* [Problem statement]
Print all the records below, word for word and in full.

** Opening Records for processing block **

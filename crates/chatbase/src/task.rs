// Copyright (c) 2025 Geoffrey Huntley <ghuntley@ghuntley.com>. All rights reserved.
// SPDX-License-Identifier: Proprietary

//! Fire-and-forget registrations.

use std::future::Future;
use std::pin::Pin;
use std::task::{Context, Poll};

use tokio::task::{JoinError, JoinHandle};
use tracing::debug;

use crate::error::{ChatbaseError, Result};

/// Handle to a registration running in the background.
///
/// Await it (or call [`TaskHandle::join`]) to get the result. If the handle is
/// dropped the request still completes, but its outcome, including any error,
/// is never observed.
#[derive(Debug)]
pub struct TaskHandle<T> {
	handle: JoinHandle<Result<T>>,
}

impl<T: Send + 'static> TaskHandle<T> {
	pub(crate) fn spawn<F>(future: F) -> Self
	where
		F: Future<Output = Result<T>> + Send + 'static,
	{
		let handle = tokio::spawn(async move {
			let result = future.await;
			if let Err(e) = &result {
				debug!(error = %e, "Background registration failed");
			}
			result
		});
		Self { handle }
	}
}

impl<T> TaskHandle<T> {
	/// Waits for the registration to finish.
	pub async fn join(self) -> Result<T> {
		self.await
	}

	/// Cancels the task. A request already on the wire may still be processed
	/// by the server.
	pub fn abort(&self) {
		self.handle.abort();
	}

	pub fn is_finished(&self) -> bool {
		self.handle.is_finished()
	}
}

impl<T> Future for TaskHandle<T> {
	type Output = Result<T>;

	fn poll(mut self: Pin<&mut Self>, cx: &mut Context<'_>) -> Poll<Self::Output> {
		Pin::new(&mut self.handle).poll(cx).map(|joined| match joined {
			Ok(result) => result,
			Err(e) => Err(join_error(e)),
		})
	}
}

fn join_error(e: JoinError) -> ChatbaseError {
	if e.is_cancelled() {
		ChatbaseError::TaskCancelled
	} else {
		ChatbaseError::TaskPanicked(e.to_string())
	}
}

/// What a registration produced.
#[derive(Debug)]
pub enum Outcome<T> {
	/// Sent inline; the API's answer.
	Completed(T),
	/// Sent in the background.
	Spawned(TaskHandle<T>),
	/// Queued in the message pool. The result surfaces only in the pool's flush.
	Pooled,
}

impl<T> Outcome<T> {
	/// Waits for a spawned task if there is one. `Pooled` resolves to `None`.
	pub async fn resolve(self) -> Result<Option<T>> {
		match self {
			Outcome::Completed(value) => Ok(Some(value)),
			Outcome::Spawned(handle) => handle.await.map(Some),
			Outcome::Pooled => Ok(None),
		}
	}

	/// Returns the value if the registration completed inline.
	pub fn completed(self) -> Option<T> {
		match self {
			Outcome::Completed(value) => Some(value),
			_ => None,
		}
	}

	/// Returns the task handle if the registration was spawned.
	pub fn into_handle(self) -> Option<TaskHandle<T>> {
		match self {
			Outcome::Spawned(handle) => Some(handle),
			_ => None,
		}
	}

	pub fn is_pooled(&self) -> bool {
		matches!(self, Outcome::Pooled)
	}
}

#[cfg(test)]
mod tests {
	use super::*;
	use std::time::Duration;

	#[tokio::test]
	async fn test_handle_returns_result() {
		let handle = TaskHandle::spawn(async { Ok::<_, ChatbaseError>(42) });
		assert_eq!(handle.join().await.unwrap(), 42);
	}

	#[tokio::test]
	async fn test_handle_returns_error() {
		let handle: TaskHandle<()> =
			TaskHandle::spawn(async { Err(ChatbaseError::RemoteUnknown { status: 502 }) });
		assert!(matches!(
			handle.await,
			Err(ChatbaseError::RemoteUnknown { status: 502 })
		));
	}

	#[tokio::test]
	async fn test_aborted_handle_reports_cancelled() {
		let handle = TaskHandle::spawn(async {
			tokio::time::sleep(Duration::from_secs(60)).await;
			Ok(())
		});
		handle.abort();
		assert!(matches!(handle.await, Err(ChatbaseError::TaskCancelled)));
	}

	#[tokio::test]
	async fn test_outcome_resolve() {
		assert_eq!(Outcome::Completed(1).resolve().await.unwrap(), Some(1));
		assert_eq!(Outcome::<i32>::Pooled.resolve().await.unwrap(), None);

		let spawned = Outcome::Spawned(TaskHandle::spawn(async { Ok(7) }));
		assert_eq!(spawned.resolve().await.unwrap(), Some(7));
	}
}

** Closing Records for processing block **

* [Response]
filename crates/chatbase/src/task.rs
// Copyright (c) 2025 Geoffrey Huntley <ghuntley@ghuntley.com>. All rights reserved.
// SPDX-License-Identifier: Proprietary

//! Fire-and-forget registrations.

use std::future::Future;
use std::pin::Pin;
use std::task::{Context, Poll};

use tokio::task::{JoinError, JoinHandle};
use tracing::debug;

use crate::error::{ChatbaseError, Result};

/// Handle to a registration running in the background.
///
/// Await it (or call [`TaskHandle::join`]) to get the result. If the handle is
/// dropped the request still completes, but its outcome, including any error,
/// is never observed.
#[derive(Debug)]
pub struct TaskHandle<T> {
	handle: JoinHandle<Result<T>>,
}

impl<T: Send + 'static> TaskHandle<T> {
	pub(crate) fn spawn<F>(future: F) -> Self
	where
		F: Future<Output = Result<T>> + Send + 'static,
	{
		let handle = tokio::spawn(async move {
			let result = future.await;
			if let Err(e) = &result {
				debug!(error = %e, "Background registration failed");
			}
			result
		});
		Self { handle }
	}
}

impl<T> TaskHandle<T> {
	/// Waits for the registration to finish.
	pub async fn join(self) -> Result<T> {
		self.await
	}

	/// Cancels the task. A request already on the wire may still be processed
	/// by the server.
	pub fn abort(&self) {
		self.handle.abort();
	}

	pub fn is_finished(&self) -> bool {
		self.handle.is_finished()
	}
}

impl<T> Future for TaskHandle<T> {
	type Output = Result<T>;

	fn poll(mut self: Pin<&mut Self>, cx: &mut Context<'_>) -> Poll<Self::Output> {
		Pin::new(&mut self.handle).poll(cx).map(|joined| match joined {
			Ok(result) => result,
			Err(e) => Err(join_error(e)),
		})
	}
}

fn join_error(e: JoinError) -> ChatbaseError {
	if e.is_cancelled() {
		ChatbaseError::TaskCancelled
	} else {
		ChatbaseError::TaskPanicked(e.to_string())
	}
}

/// What a registration produced.
#[derive(Debug)]
pub enum Outcome<T> {
	/// Sent inline; the API's answer.
	Completed(T),
	/// Sent in the background.
	Spawned(TaskHandle<T>),
	/// Queued in the message pool. The result surfaces only in the pool's flush.
	Pooled,
}

impl<T> Outcome<T> {
	/// Waits for a spawned task if there is one. `Pooled` resolves to `None`.
	pub async fn resolve(self) -> Result<Option<T>> {
		match self {
			Outcome::Completed(value) => Ok(Some(value)),
			Outcome::Spawned(handle) => handle.await.map(Some),
			Outcome::Pooled => Ok(None),
		}
	}

	/// Returns the value if the registration completed inline.
	pub fn completed(self) -> Option<T> {
		match self {
			Outcome::Completed(value) => Some(value),
			_ => None,
		}
	}

	/// Returns the task handle if the registration was spawned.
	pub fn into_handle(self) -> Option<TaskHandle<T>> {
		match self {
			Outcome::Spawned(handle) => Some(handle),
			_ => None,
		}
	}

	pub fn is_pooled(&self) -> bool {
		matches!(self, Outcome::Pooled)
	}
}

#[cfg(test)]
mod tests {
	use super::*;
	use std::time::Duration;

	#[tokio::test]
	async fn test_handle_returns_result() {
		let handle = TaskHandle::spawn(async { Ok::<_, ChatbaseError>(42) });
		assert_eq!(handle.join().await.unwrap(), 42);
	}

	#[tokio::test]
	async fn test_handle_returns_error() {
		let handle: TaskHandle<()> =
			TaskHandle::spawn(async { Err(ChatbaseError::RemoteUnknown { status: 502 }) });
		assert!(matches!(
			handle.await,
			Err(ChatbaseError::RemoteUnknown { status: 502 })
		));
	}

	#[tokio::test]
	async fn test_aborted_handle_reports_cancelled() {
		let handle = TaskHandle::spawn(async {
			tokio::time::sleep(Duration::from_secs(60)).await;
			Ok(())
		});
		handle.abort();
		assert!(matches!(handle.await, Err(ChatbaseError::TaskCancelled)));
	}

	#[tokio::test]
	async fn test_outcome_resolve() {
		assert_eq!(Outcome::Completed(1).resolve().await.unwrap(), Some(1));
		assert_eq!(Outcome::<i32>::Pooled.resolve().await.unwrap(), None);

		let spawned = Outcome::Spawned(TaskHandle::spawn(async { Ok(7) }));
		assert_eq!(spawned.resolve().await.unwrap(), Some(7));
	}
}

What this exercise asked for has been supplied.